ROME – In his message for the third Church-sponsored World Day of the Poor, Pope Francis said that today millions of men, women, young people and children are enslaved by “new forms of bondage.”

The third World Day of the Poor will be observed on Nov. 17, and this year’s theme is taken from the Psalms: “The hope of the poor shall not perish forever.”

According to Francis, the Psalms were written at a time when “arrogant and ungodly people” went after the poor, trying to take possession of what little they had and reducing them to bondage. This situation, he said, hasn’t changed much, with large groups of people accumulating fortunes while there are people living in the streets with their basic needs unfulfilled.

“The centuries pass, but the condition of rich and poor remains constant, as if history has taught us nothing,” he wrote.

Despite the sadness at the injustice that tinges the Psalm verse as a result of the suffering endured by the poor, according to Francis it also offers a “touching” definition of the poor, presenting them as those who “put their trust in the Lord,” knowing that they will never be forsaken.

In his message the pope wrote that the world can build “any number of walls and close our doors” in an effort to feel secure “in our wealth, at the expense of those left outside,” but this will not last forever, because the “day of the Lord” will destroy these barriers created between nations and “replace the arrogance of the few with the solidarity of many.”

“The marginalization painfully experienced by millions of persons cannot go on for long,” Francis said. “Their cry is growing louder and embraces the entire earth.”

“Daily we encounter families forced to leave their homeland to seek a living elsewhere; orphans who have lost their parents or were violently torn from them by brutal means of exploitation; young people seeking professional fulfilment but prevented from employment by shortsighted economic policies; victims of different kinds of violence, ranging from prostitution to the narcotics trade, and profoundly demeaned,” he continued.

“How many times do we see poor people rummaging through garbage bins to retrieve what others have discarded as superfluous, in the hope of finding something to live on or to wear,” the pontiff said. “They themselves become part of a human garbage bin; they are treated as refuse, without the slightest sense of guilt on the part of those who are complicit in this scandal.”

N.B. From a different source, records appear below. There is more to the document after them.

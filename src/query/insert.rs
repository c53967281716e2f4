//! Typed INSERT builders: single-row assignments, multi-row batches and
//! INSERT … SELECT, with dialect-gated RETURNING and on-conflict clauses.

use std::marker::PhantomData;

use crate::expr::ExprKind;
use crate::queryable::Queryable;
use crate::table::{Column, Table};
use crate::types::SqlType;

use super::{
    Assignment, ConflictAction, DmlIr, InsertIr, InsertSource, OnConflict, Returning, Select,
    SourceId,
};

/// A homogeneous list of column handles with the matching value tuple type.
/// Used by batched inserts, INSERT … SELECT targets and on-conflict keys.
pub trait ColumnList: Copy {
    type Values;

    fn names(&self) -> Vec<&'static str>;

    fn bind(&self, values: Self::Values) -> Vec<ExprKind>;
}

impl<A: SqlType> ColumnList for Column<A> {
    type Values = A;

    fn names(&self) -> Vec<&'static str> {
        vec![self.name()]
    }

    fn bind(&self, values: A) -> Vec<ExprKind> {
        vec![ExprKind::param(A::TYPE_CODE, values.to_value())]
    }
}

macro_rules! impl_column_list {
    ($( ($($name:ident),+) )+) => {
        $(
            #[allow(non_snake_case)]
            impl<$($name: SqlType),+> ColumnList for ($(Column<$name>,)+) {
                type Values = ($($name,)+);

                fn names(&self) -> Vec<&'static str> {
                    let ($($name,)+) = self;
                    vec![$($name.name()),+]
                }

                fn bind(&self, values: Self::Values) -> Vec<ExprKind> {
                    let ($($name,)+) = values;
                    vec![$(ExprKind::param(
                        <$name as SqlType>::TYPE_CODE,
                        $name.to_value(),
                    )),+]
                }
            }
        )+
    };
}

impl_column_list! {
    (A, B)
    (A, B, C)
    (A, B, C, D)
    (A, B, C, D, E)
    (A, B, C, D, E, F)
    (A, B, C, D, E, F, G)
    (A, B, C, D, E, F, G, H)
    (A, B, C, D, E, F, G, H, I)
    (A, B, C, D, E, F, G, H, I, J)
    (A, B, C, D, E, F, G, H, I, J, K)
    (A, B, C, D, E, F, G, H, I, J, K, L)
}

/// Entry point returned by [Table::insert].
pub struct InsertBuilder<T: Table> {
    marker: PhantomData<fn() -> T>,
}

impl<T: Table> InsertBuilder<T> {
    pub fn new() -> Self {
        InsertBuilder {
            marker: PhantomData,
        }
    }

    /// One row of `column = value` pairs. Unassigned columns are omitted,
    /// relying on database defaults and auto-increment.
    pub fn values(self, f: impl FnOnce(T::Assign) -> Vec<Assignment>) -> Insert<T> {
        let assignments = f(T::cols());
        let columns = assignments.iter().map(|a| a.column).collect();
        let row = assignments.into_iter().map(|a| a.value).collect();
        Insert::of(columns, InsertSource::Rows(vec![row]))
    }

    /// One multi-row VALUES clause; every tuple supplies the same columns.
    pub fn batched<C: ColumnList>(
        self,
        columns: impl FnOnce(T::Assign) -> C,
        rows: impl IntoIterator<Item = C::Values>,
    ) -> Insert<T> {
        let columns = columns(T::cols());
        let bound = rows.into_iter().map(|row| columns.bind(row)).collect();
        Insert::of(columns.names(), InsertSource::Rows(bound))
    }

    /// `INSERT INTO t (…) SELECT …` from the inner query.
    pub fn from_select<C, Q>(
        self,
        columns: impl FnOnce(T::Assign) -> C,
        select: Select<Q>,
    ) -> Insert<T>
    where
        C: ColumnList,
        Q: Queryable<Row = C::Values>,
    {
        let columns = columns(T::cols());
        Insert::of(
            columns.names(),
            InsertSource::Select(Box::new(select.ir)),
        )
    }
}

impl<T: Table> Default for InsertBuilder<T> {
    fn default() -> Self {
        Self::new()
    }
}

pub struct Insert<T: Table> {
    pub(crate) ir: InsertIr,
    marker: PhantomData<fn() -> T>,
}

impl<T: Table> Insert<T> {
    fn of(columns: Vec<&'static str>, values: InsertSource) -> Self {
        Insert {
            ir: InsertIr {
                table: T::schema(),
                source: SourceId::next(),
                columns,
                values,
                on_conflict: None,
                returning: None,
            },
            marker: PhantomData,
        }
    }

    pub fn ir(&self) -> &InsertIr {
        &self.ir
    }

    /// `ON CONFLICT (keys) DO NOTHING`. MySQL renders
    /// `ON DUPLICATE KEY UPDATE` with a no-op assignment instead.
    pub fn on_conflict_ignore<K: ColumnList>(
        mut self,
        keys: impl FnOnce(T::Assign) -> K,
    ) -> Self {
        self.ir.on_conflict = Some(OnConflict {
            keys: keys(T::cols()).names(),
            action: ConflictAction::Ignore,
        });
        self
    }

    /// `ON CONFLICT (keys) DO UPDATE SET …`; use [crate::excluded] to
    /// reference the incoming row in the assignments.
    pub fn on_conflict_update<K: ColumnList>(
        mut self,
        keys: impl FnOnce(T::Assign) -> K,
        set: impl FnOnce(T::Assign) -> Vec<Assignment>,
    ) -> Self {
        self.ir.on_conflict = Some(OnConflict {
            keys: keys(T::cols()).names(),
            action: ConflictAction::Update(set(T::cols())),
        });
        self
    }

    /// Dialect-gated `RETURNING expr-list`.
    pub fn returning<R: Queryable>(mut self, f: impl FnOnce(T::Expr) -> R) -> Returning<R> {
        let shape = f(T::exprs(self.ir.source));
        self.ir.returning = Some(shape.projection());
        Returning {
            dml: DmlIr::Insert(self.ir),
            shape,
        }
    }
}

#[cfg(test)]
mod test {
    use super::*;
    use crate::Table;

    crate::table! {
        table = "buyer";
        pub struct Buyer / BuyerExpr / BuyerCols {
            id: i64 [primary_key auto_increment],
            name: String,
            date_of_birth: String,
        }
    }

    #[test]
    fn test_values_tracks_assigned_columns_only() {
        let insert = Buyer::insert().values(|c| vec![c.name.set("A"), c.date_of_birth.set("2001-04-07")]);
        assert_eq!(insert.ir().columns, ["name", "date_of_birth"]);
        let rows = insert.ir().values.as_rows().unwrap();
        assert_eq!(rows.len(), 1);
        assert_eq!(rows[0].len(), 2);
    }

    #[test]
    fn test_batched_binds_row_tuples() {
        let insert = Buyer::insert().batched(
            |c| (c.name, c.date_of_birth),
            [
                ("A".to_string(), "2001-04-07".to_string()),
                ("B".to_string(), "2002-05-08".to_string()),
                ("C".to_string(), "2003-06-09".to_string()),
            ],
        );
        assert_eq!(insert.ir().columns, ["name", "date_of_birth"]);
        assert_eq!(insert.ir().values.as_rows().unwrap().len(), 3);
    }

    #[test]
    fn test_on_conflict_keys() {
        let insert = Buyer::insert()
            .values(|c| vec![c.name.set("A")])
            .on_conflict_ignore(|c| c.id);
        let conflict = insert.ir().on_conflict.as_ref().unwrap();
        assert_eq!(conflict.keys, ["id"]);
        assert!(matches!(conflict.action, ConflictAction::Ignore));
    }
}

According to Francis, the poor are often judged as “parasites on society” and are “not even forgiven for their poverty,” seen as useless or as a threat.

“To make matters worse, they can see no end to the tunnel of extreme poverty,” he said.

Poor people, Francis said, are forced to work endless hours under the burning sun to gather fruit, receiving “ridiculously” low pay. They are forced to work in unsafe and inhuman conditions that “prevent them from feeling on a par with others.”

“As in a hunt, the poor are trapped, captured and enslaved,” he wrote. “As a result, many of them become disheartened, hardened and anxious only to drop out of sight.”

Quoting the passage of the Gospel in which Jesus says that which is done for and to the poor is done to him, Francis said that “we can never elude the urgent appeal that Scripture makes” on their behalf. To refuse to identify Jesus with those who are oppressed and the downcast is to “falsify the Gospel and water down God’s revelation.”

The pope then turned his attention to the late Jean Vanier, the Canadian founder of L’Arche, an international federation of communities dedicated to helping people with developmental disabilities. Francis called him a “great apostle of the poor,” to whom God gave the gift of “devoting his entire life to our brothers and sisters with grave disabilities, people whom society often tends to exclude.”

Vanier, the pope said, was a “next door” saint, who gathered great numbers of people willing to work daily to give love and “restore a smile” to many vulnerable people.

The pope said “a change of mentality is needed,” since we live in a consumerist culture of waste, which spreads “a shallow and ephemeral wellbeing.”

Those who follow Christ, he wrote towards the end of his message, are called to have preferential option for the least and discarded members of society, not to “impugn the Church’s credibility,” but to give real hope to others.

“The involvement of Christians in this World Day of the Poor and especially in the events of everyday life, goes beyond initiatives of assistance,” Francis wrote. “Praiseworthy and necessary as the latter may be, they should have the goal of encouraging in everyone a greater concern for individuals in any kind of distress.”